Automotive Fuel Cell Market worth 932.6 thousand units by 2028

Tuesday 11 February 2020, Amsterdam

The report "Automotive Fuel Cell Market by Component (Fuel Processor, Fuel Stack, Power Conditioner, Air Compressor, Humidifier), Power Output (<150kW, 150– 250kW, >250kW), H2 Fuel Station, Vehicle Type (PC, LCV, Truck, Bus), and Region - Global Forecast 2028", is estimated to be USD 13.6 thousand units in 2020 and projected to reach 932.6 thousand units by 2028, at a CAGR of 69.7%. The market is driven by fuel cell advantages such as better fuel efficiency than ICE vehicles, longer driving range than other electric vehicles, fast refueling time, zero greenhouse gas emissions, and government initiatives pertaining to hydrogen infrastructure.

Passenger car segment to be largest in the automotive fuel cell market, by vehicle type

The rising demand for personal mobility and increasing per capita income are driving the sale of passenger cars. There are several fuel cell passenger car models available in the market. Due to the high demand for passenger cars, large passenger car production capabilities, stringent emission norms, comparatively lower fuel cell production costs, and increasing investments by leading fuel cell manufacturers such as Ballard Power Systems, the passenger car segment of the automotive fuel cell market, by vehicle type, is projected to lead the market. Realizing the huge potential of fuel cell passenger cars, many companies are planning to launch their models in the coming years. For instance, BMW is planning to introduce the fuel cell technology developed together with Toyota in the BMW X6 and X7 in the coming years. At the International Automobile Exhibition (IAA) 2019, BMW presented the ‘i Hydrogen Next,’ a fuel cell study based on a BMWs X5 model. The company announced in September 2019 that a fleet of these vehicles would be on the roads by 2022.
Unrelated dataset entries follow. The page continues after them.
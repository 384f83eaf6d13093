//! Parser-independent syntax tree
//!
//! Only the node kinds that influence function naming are distinguished;
//! everything else collapses into `Other`, which keeps its children so nested
//! functions are never lost.

use crate::position::{SourcePosition, SourceRange};

/// A name as it appears in the minified text, with the position of its first character
#[derive(Debug, Clone, PartialEq, Eq)]
pub struct Identifier {
    pub name: String,
    pub position: SourcePosition,
}

impl Identifier {
    pub fn new(name: impl Into<String>, position: SourcePosition) -> Self {
        Identifier {
            name: name.into(),
            position,
        }
    }
}

#[derive(Debug, Clone, PartialEq, Eq)]
pub enum SyntaxNode {
    /// Root of a parsed source unit
    Program { children: Vec<SyntaxNode> },

    /// Any function form: declaration, expression, arrow, or method
    FunctionDefinition {
        /// Direct name binding (`function foo() {}`, `{ foo() {} }`)
        binding: Option<Identifier>,
        /// Extent of the body, braces included
        body: SourceRange,
        children: Vec<SyntaxNode>,
    },

    /// `target = value` where the target is an identifier or property access
    ///
    /// `target.name` is the target's source text, e.g. `a.prototype`.
    Assignment {
        target: Identifier,
        value: Box<SyntaxNode>,
    },

    ObjectLiteral { properties: Vec<SyntaxNode> },

    /// `key: value` or `key() {}` inside an object literal; computed keys have no name
    ObjectLiteralProperty {
        key: Option<Identifier>,
        value: Box<SyntaxNode>,
    },

    /// One declarator of `var`/`let`/`const`; destructuring patterns have no binding
    VariableDeclaration {
        binding: Option<Identifier>,
        init: Option<Box<SyntaxNode>>,
    },

    Other { children: Vec<SyntaxNode> },
}

impl SyntaxNode {
    /// A node with no interesting content
    pub fn empty() -> Self {
        SyntaxNode::Other {
            children: Vec::new(),
        }
    }

    /// Number of function definitions in this subtree, anonymous ones included
    pub fn function_count(&self) -> usize {
        let own = usize::from(matches!(self, SyntaxNode::FunctionDefinition { .. }));
        own + self.children().map(SyntaxNode::function_count).sum::<usize>()
    }

    /// Direct child nodes, in source order
    pub fn children(&self) -> Box<dyn Iterator<Item = &SyntaxNode> + '_> {
        match self {
            SyntaxNode::Program { children }
            | SyntaxNode::FunctionDefinition { children, .. }
            | SyntaxNode::Other { children } => Box::new(children.iter()),
            SyntaxNode::ObjectLiteral { properties } => Box::new(properties.iter()),
            SyntaxNode::Assignment { value, .. } | SyntaxNode::ObjectLiteralProperty { value, .. } => {
                Box::new(std::iter::once(&**value))
            }
            SyntaxNode::VariableDeclaration { init, .. } => Box::new(init.iter().map(|b| &**b)),
        }
    }
}
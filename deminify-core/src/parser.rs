//! JavaScript parser using SWC, lowered to [`SyntaxNode`]
//!
//! Global invariants enforced:
//! - Lowered children keep source order
//! - Every function with a body becomes a `FunctionDefinition`, named or not
//! - Positions are zero-based; columns count characters

use crate::position::{SourcePosition, SourceRange};
use crate::syntax::{Identifier, SyntaxNode};
use anyhow::Result;
use swc_common::{
    sync::Lrc, BytePos, FileName, SourceFile, SourceMap as SwcSourceMap, SourceMapper, Span, Spanned,
};
use swc_ecma_ast::*;
use swc_ecma_parser::{lexer::Lexer, Parser, StringInput, Syntax};
use swc_ecma_visit::{Visit, VisitWith};

/// Produces the syntax tree of a minified source unit
pub trait SyntaxTreeProvider: Send + Sync {
    /// Parse `source`; `url` is used for dialect detection and error context
    ///
    /// A parse failure is an error; a source without functions is a `Program`
    /// with no function definitions.
    fn parse(&self, source: &str, url: &str) -> Result<SyntaxNode>;
}

/// [`SyntaxTreeProvider`] backed by the SWC ECMAScript parser
#[derive(Debug, Clone, Copy, Default)]
pub struct EcmaScriptSyntaxTreeProvider;

impl EcmaScriptSyntaxTreeProvider {
    pub fn new() -> Self {
        EcmaScriptSyntaxTreeProvider
    }
}

impl SyntaxTreeProvider for EcmaScriptSyntaxTreeProvider {
    fn parse(&self, source: &str, url: &str) -> Result<SyntaxNode> {
        let source_map: Lrc<SwcSourceMap> = Default::default();
        let program = parse_program(source, &source_map, url)?;
        Ok(lower_program(&program, &source_map))
    }
}

/// Strip query string and fragment so `app.min.js?v=3` is still `.js`
fn path_of(url: &str) -> &str {
    let end = url.find(|c: char| c == '?' || c == '#').unwrap_or(url.len());
    &url[..end]
}

/// Determine the syntax configuration based on the file extension of the URL
fn syntax_for_url(url: &str) -> Syntax {
    let path = path_of(url);
    if path.ends_with(".tsx") {
        Syntax::Typescript(swc_ecma_parser::TsSyntax {
            tsx: true,
            ..Default::default()
        })
    } else if path.ends_with(".ts") || path.ends_with(".mts") || path.ends_with(".cts") {
        Syntax::Typescript(swc_ecma_parser::TsSyntax {
            tsx: false,
            ..Default::default()
        })
    } else {
        // Served bundles are plain JavaScript, JSX enabled for unbundled dev builds
        Syntax::Es(swc_ecma_parser::EsSyntax {
            jsx: path.ends_with(".jsx"),
            ..Default::default()
        })
    }
}

/// Parse source text as a script or module, whichever it turns out to be
pub fn parse_program(src: &str, source_map: &Lrc<SwcSourceMap>, url: &str) -> Result<Program> {
    let syntax = syntax_for_url(url);

    let source_file: Lrc<SourceFile> =
        source_map.new_source_file(FileName::Custom(url.into()).into(), src.to_string());

    let lexer = Lexer::new(syntax, EsVersion::Es2022, StringInput::from(&*source_file), None);
    let mut parser = Parser::new_from(lexer);

    parser.parse_program().map_err(|e| {
        let error_msg = e.kind().msg();
        anyhow::anyhow!("Parse error: {}", error_msg)
            .context(format!("Failed to parse source file: {}", url))
    })
}

/// Lower an SWC program into a [`SyntaxNode::Program`]
pub fn lower_program(program: &Program, source_map: &SwcSourceMap) -> SyntaxNode {
    let mut lowerer = Lowerer {
        source_map,
        stack: vec![Vec::new()],
        class_names: Vec::new(),
    };
    program.visit_with(&mut lowerer);

    SyntaxNode::Program {
        children: lowerer.stack.pop().unwrap_or_default(),
    }
}

/// Builds the tree bottom-up: each interesting node opens a frame on `stack`,
/// visits its children into it, then closes it into a single node on the parent frame.
struct Lowerer<'a> {
    source_map: &'a SwcSourceMap,
    stack: Vec<Vec<SyntaxNode>>,
    /// Names of the enclosing classes, innermost last; `None` for anonymous class expressions
    class_names: Vec<Option<Identifier>>,
}

impl<'a> Lowerer<'a> {
    fn position(&self, pos: BytePos) -> SourcePosition {
        let loc = self.source_map.lookup_char_pos(pos);
        SourcePosition::new((loc.line as u32).saturating_sub(1), loc.col.0 as u32)
    }

    /// Inclusive range: the last character of the span is its end
    fn range(&self, span: Span) -> SourceRange {
        let start = self.position(span.lo);
        let end = self.position(BytePos(span.hi.0.saturating_sub(1)).max(span.lo));
        SourceRange::new(start, end)
    }

    fn identifier(&self, name: impl Into<String>, span: Span) -> Identifier {
        Identifier::new(name, self.position(span.lo))
    }

    fn prop_name(&self, key: &PropName) -> Option<Identifier> {
        match key {
            PropName::Ident(ident) => Some(self.identifier(ident.sym.to_string(), ident.span)),
            PropName::Str(str_lit) => {
                Some(self.identifier(str_lit.value.to_atom_lossy().to_string(), str_lit.span))
            }
            PropName::Num(num) => Some(self.identifier(num.to_string(), num.span)),
            _ => None,
        }
    }

    fn emit(&mut self, node: SyntaxNode) {
        if let Some(frame) = self.stack.last_mut() {
            frame.push(node);
        }
    }

    /// Lower everything below `node` into a fresh frame and return it
    fn collect_children<N: VisitWith<Self>>(&mut self, node: &N) -> Vec<SyntaxNode> {
        self.stack.push(Vec::new());
        node.visit_children_with(self);
        self.stack.pop().unwrap_or_default()
    }

    /// Lower an expression in value position
    ///
    /// Functions and object literals stay recognizable as the value itself; any
    /// other expression becomes `Other` so that `x = f || function () {}` does
    /// not pass the binding on to the function.
    fn lower_value(&mut self, expr: &Expr) -> SyntaxNode {
        self.stack.push(Vec::new());
        expr.visit_with(self);
        let mut children = self.stack.pop().unwrap_or_default();

        if is_direct_value(expr) && children.len() == 1 {
            if let Some(node) = children.pop() {
                return node;
            }
        }
        SyntaxNode::Other { children }
    }

    fn lower_function(&mut self, binding: Option<Identifier>, function: &Function) {
        let children = self.collect_children(function);
        match &function.body {
            Some(body) => self.emit(SyntaxNode::FunctionDefinition {
                binding,
                body: self.range(body.span),
                children,
            }),
            // Overload signatures and ambient declarations have no body to stand in
            None => self.emit(SyntaxNode::Other { children }),
        }
    }

    fn lower_class(&mut self, name: Option<Identifier>, class: &Class) {
        self.class_names.push(name);
        class.visit_with(self);
        self.class_names.pop();
    }

    /// Getters and setters of object literals carry a bare body instead of a `Function`
    fn lower_accessor<N: VisitWith<Self>>(&mut self, key: &PropName, body: &Option<BlockStmt>, node: &N) {
        let key = self.prop_name(key);
        let children = self.collect_children(node);
        let value = match body {
            Some(body) => SyntaxNode::FunctionDefinition {
                binding: None,
                body: self.range(body.span),
                children,
            },
            None => SyntaxNode::Other { children },
        };
        self.emit(SyntaxNode::ObjectLiteralProperty {
            key,
            value: Box::new(value),
        });
    }
}

fn is_direct_value(expr: &Expr) -> bool {
    match expr {
        Expr::Fn(_) | Expr::Arrow(_) | Expr::Object(_) => true,
        Expr::Paren(paren) => is_direct_value(&paren.expr),
        _ => false,
    }
}

impl Visit for Lowerer<'_> {
    fn visit_fn_decl(&mut self, decl: &FnDecl) {
        let binding = self.identifier(decl.ident.sym.to_string(), decl.ident.span);
        self.lower_function(Some(binding), &decl.function);
    }

    fn visit_fn_expr(&mut self, expr: &FnExpr) {
        let binding = expr
            .ident
            .as_ref()
            .map(|ident| self.identifier(ident.sym.to_string(), ident.span));
        self.lower_function(binding, &expr.function);
    }

    fn visit_arrow_expr(&mut self, arrow: &ArrowExpr) {
        let children = self.collect_children(arrow);
        let body_span = match &*arrow.body {
            BlockStmtOrExpr::BlockStmt(body) => body.span,
            BlockStmtOrExpr::Expr(expr) => expr.span(),
        };
        self.emit(SyntaxNode::FunctionDefinition {
            binding: None,
            body: self.range(body_span),
            children,
        });
    }

    fn visit_class_decl(&mut self, decl: &ClassDecl) {
        let name = self.identifier(decl.ident.sym.to_string(), decl.ident.span);
        self.lower_class(Some(name), &decl.class);
    }

    fn visit_class_expr(&mut self, expr: &ClassExpr) {
        let name = expr
            .ident
            .as_ref()
            .map(|ident| self.identifier(ident.sym.to_string(), ident.span));
        self.lower_class(name, &expr.class);
    }

    fn visit_class_method(&mut self, method: &ClassMethod) {
        let binding = self.prop_name(&method.key);
        self.lower_function(binding, &method.function);
    }

    fn visit_private_method(&mut self, method: &PrivateMethod) {
        let binding = self.identifier(format!("#{}", method.key.name), method.key.span);
        self.lower_function(Some(binding), &method.function);
    }

    /// Runtimes report constructors as `new ClassName`, so the class name wins over the key
    fn visit_constructor(&mut self, constructor: &Constructor) {
        let binding = self
            .class_names
            .last()
            .cloned()
            .flatten()
            .or_else(|| self.prop_name(&constructor.key));
        let children = self.collect_children(constructor);
        match &constructor.body {
            Some(body) => self.emit(SyntaxNode::FunctionDefinition {
                binding,
                body: self.range(body.span),
                children,
            }),
            None => self.emit(SyntaxNode::Other { children }),
        }
    }

    fn visit_getter_prop(&mut self, prop: &GetterProp) {
        self.lower_accessor(&prop.key, &prop.body, prop);
    }

    fn visit_setter_prop(&mut self, prop: &SetterProp) {
        self.lower_accessor(&prop.key, &prop.body, prop);
    }

    fn visit_method_prop(&mut self, method: &MethodProp) {
        let key = self.prop_name(&method.key);

        self.stack.push(Vec::new());
        self.lower_function(None, &method.function);
        let value = self
            .stack
            .pop()
            .and_then(|mut frame| frame.pop())
            .unwrap_or_else(SyntaxNode::empty);

        self.emit(SyntaxNode::ObjectLiteralProperty {
            key,
            value: Box::new(value),
        });
    }

    fn visit_key_value_prop(&mut self, prop: &KeyValueProp) {
        let key = self.prop_name(&prop.key);
        if let PropName::Computed(computed) = &prop.key {
            computed.visit_with(self);
        }
        let value = self.lower_value(&prop.value);
        self.emit(SyntaxNode::ObjectLiteralProperty {
            key,
            value: Box::new(value),
        });
    }

    fn visit_object_lit(&mut self, object: &ObjectLit) {
        let properties = self.collect_children(object);
        self.emit(SyntaxNode::ObjectLiteral { properties });
    }

    fn visit_var_declarator(&mut self, declarator: &VarDeclarator) {
        let binding = match &declarator.name {
            Pat::Ident(binding) => Some(self.identifier(binding.id.sym.to_string(), binding.id.span)),
            other => {
                // Default values inside destructuring patterns may hold functions
                other.visit_with(self);
                None
            }
        };
        let init = declarator
            .init
            .as_ref()
            .map(|init| Box::new(self.lower_value(init)));

        self.emit(SyntaxNode::VariableDeclaration { binding, init });
    }

    fn visit_assign_expr(&mut self, assign: &AssignExpr) {
        let target = match (&assign.op, &assign.left) {
            (AssignOp::Assign, AssignTarget::Simple(SimpleAssignTarget::Ident(binding))) => {
                Some(self.identifier(binding.id.sym.to_string(), binding.id.span))
            }
            (AssignOp::Assign, AssignTarget::Simple(SimpleAssignTarget::Member(member))) => self
                .source_map
                .span_to_snippet(member.span)
                .ok()
                .map(|text| self.identifier(text, member.span)),
            _ => None,
        };

        match target {
            Some(target) => {
                // Computed members may contain functions of their own
                assign.left.visit_with(self);
                let value = self.lower_value(&assign.right);
                self.emit(SyntaxNode::Assignment {
                    target,
                    value: Box::new(value),
                });
            }
            None => {
                let children = self.collect_children(assign);
                self.emit(SyntaxNode::Other { children });
            }
        }
    }
}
Fuel Stack is projected to be the largest segment of the automotive fuel cell market, by component

The fuel cell stack is an essential component of the fuel cell system. To generate more power and electricity, individual fuel cells are stacked. This assembly is called a fuel cell stack. Fuel stack is the most expensive component of a fuel cell system. The size of the stack defines the power output of the fuel cell. The number of fuel cell stacks can be increased to generate more power and electricity. As the stack size increases, the cost per unit power generated decreases. Hence, fuel cells are efficient for long-range transportation.

Europe is projected to be the fastest growing automotive fuel cell market

The European automotive fuel cell market is driven by government support and funding. Europe has set a very ambitious goal of reducing 80% CO2 emissions by 2050 and created a roadmap for the same. Under this, the FCHJU was established in 2008 and was carried out until 2013 as the first public-private partnership under the European Strategic Energy Technology Plan (SET-Plan). Its objective was to accelerate the development of fuel cells and hydrogen technologies in Europe to enable their commercialization. The continuation and further strengthening of the program have been proposed under Horizon 2020, the new innovation investment package for 2014 to 2020. The Joint Initiative for Hydrogen Vehicles across Europe (JIVE) was started in 2017 to deliver 139 fuel cell buses and hydrogen refuelling infrastructure across five countries. A year later, the next phase of the initiative (JIVE 2) was launched alongside the original six-year program. Combined, the JIVE and JIVE 2 programs plan to deploy nearly 300 fuel cell buses in 22 cities across Europe.

The key players in the market include Ballard Power Systems, Plug Power, Delphi Technologies, Doosan Corporation, Proton Power Systems PLC, and Hydrogenics, and among others. These companies have followed supply contracts/agreements/partnerships/collaborations/joint ventures key strategies to gain traction in the automotive fuel cell market.